::: MATERIAL TO PROCESS :::
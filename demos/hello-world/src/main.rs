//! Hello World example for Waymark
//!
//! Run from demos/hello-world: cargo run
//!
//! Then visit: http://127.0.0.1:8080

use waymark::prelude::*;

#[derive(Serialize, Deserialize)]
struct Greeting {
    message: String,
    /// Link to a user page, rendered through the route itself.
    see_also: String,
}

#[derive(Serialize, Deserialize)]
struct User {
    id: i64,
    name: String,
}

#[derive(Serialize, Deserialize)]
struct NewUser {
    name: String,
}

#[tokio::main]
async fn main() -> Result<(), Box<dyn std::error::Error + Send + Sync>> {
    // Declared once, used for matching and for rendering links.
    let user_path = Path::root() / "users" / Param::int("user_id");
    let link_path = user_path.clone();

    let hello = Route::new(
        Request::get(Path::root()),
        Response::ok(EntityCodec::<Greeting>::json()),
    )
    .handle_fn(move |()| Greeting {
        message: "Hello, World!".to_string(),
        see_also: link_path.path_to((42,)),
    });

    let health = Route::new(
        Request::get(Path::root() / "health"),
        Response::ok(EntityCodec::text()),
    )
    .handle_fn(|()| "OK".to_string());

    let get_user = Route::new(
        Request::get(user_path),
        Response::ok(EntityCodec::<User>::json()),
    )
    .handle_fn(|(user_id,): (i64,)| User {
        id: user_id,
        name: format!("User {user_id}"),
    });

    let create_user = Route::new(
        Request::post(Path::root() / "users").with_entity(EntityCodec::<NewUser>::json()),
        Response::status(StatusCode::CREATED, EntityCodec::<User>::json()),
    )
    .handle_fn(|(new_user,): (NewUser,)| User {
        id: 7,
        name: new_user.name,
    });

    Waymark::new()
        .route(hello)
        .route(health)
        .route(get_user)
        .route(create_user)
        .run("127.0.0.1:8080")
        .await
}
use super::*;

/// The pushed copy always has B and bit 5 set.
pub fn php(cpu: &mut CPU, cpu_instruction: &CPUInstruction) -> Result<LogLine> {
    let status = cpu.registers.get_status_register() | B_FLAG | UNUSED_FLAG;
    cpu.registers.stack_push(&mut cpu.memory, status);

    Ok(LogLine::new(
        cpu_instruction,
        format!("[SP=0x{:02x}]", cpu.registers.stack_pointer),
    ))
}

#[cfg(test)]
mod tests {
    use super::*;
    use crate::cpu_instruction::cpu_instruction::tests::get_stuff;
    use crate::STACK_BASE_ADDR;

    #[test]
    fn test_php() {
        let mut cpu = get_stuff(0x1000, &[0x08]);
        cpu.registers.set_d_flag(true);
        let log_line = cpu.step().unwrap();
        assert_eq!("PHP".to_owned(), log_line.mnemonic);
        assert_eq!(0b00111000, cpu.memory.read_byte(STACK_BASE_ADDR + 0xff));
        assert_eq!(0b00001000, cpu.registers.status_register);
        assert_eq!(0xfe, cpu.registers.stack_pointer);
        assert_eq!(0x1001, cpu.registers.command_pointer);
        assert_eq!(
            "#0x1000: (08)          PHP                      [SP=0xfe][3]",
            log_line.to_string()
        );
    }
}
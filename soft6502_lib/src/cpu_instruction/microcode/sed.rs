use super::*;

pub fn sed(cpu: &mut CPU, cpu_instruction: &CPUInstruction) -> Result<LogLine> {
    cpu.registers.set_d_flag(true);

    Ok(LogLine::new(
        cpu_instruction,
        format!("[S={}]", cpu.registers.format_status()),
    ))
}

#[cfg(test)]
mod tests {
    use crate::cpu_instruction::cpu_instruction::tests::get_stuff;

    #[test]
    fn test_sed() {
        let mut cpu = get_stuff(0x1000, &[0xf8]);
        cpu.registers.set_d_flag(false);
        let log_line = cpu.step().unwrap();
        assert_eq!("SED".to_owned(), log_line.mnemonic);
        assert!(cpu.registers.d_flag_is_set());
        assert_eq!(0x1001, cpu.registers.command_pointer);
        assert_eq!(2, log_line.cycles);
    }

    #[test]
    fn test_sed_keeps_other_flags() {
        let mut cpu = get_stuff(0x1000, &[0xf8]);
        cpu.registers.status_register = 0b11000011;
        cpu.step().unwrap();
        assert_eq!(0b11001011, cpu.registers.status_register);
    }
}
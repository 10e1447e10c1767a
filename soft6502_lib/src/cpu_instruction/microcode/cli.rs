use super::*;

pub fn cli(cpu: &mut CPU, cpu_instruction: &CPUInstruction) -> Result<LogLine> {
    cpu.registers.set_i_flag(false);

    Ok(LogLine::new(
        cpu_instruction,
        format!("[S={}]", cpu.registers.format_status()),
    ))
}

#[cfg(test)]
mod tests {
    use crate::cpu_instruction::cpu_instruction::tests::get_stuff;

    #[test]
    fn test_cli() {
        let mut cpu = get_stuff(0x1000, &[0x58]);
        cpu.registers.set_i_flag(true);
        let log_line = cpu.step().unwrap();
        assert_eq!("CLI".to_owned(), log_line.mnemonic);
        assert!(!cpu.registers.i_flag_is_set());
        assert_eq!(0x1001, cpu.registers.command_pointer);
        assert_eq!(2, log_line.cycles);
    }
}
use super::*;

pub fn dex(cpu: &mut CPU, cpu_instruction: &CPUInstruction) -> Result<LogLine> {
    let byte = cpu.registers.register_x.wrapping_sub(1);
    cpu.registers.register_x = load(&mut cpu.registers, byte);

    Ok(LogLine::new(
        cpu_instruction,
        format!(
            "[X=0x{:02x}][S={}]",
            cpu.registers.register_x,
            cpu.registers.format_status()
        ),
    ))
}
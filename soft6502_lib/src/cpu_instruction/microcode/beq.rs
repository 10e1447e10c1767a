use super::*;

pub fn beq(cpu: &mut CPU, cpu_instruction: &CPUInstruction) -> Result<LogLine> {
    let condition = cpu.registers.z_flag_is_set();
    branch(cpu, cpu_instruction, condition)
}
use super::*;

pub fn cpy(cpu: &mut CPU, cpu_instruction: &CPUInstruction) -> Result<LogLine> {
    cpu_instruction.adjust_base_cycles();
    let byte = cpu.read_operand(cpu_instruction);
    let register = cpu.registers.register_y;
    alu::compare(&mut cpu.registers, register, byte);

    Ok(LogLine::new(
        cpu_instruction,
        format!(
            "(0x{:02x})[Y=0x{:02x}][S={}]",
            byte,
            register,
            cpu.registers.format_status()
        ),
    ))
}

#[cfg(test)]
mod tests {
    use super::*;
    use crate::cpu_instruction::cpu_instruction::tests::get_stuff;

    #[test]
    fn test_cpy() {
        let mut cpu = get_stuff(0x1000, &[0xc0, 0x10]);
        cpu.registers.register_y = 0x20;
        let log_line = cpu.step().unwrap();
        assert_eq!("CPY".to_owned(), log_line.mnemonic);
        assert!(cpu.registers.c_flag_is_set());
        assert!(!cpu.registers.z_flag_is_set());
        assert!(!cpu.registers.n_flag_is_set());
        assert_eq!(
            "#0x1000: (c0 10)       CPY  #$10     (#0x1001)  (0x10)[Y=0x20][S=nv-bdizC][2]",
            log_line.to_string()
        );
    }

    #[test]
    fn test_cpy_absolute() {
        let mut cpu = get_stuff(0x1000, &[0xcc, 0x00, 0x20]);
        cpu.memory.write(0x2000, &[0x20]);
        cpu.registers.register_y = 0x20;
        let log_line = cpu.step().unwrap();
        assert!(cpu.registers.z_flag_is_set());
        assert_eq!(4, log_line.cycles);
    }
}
:::
## REQUIREMENT
Wherever a line of the entries holds the string "Greeting", copy that line.

## FINISHED EXERCISE
struct Greeting {
        Response::ok(EntityCodec::<Greeting>::json()),
    .handle_fn(move |()| Greeting {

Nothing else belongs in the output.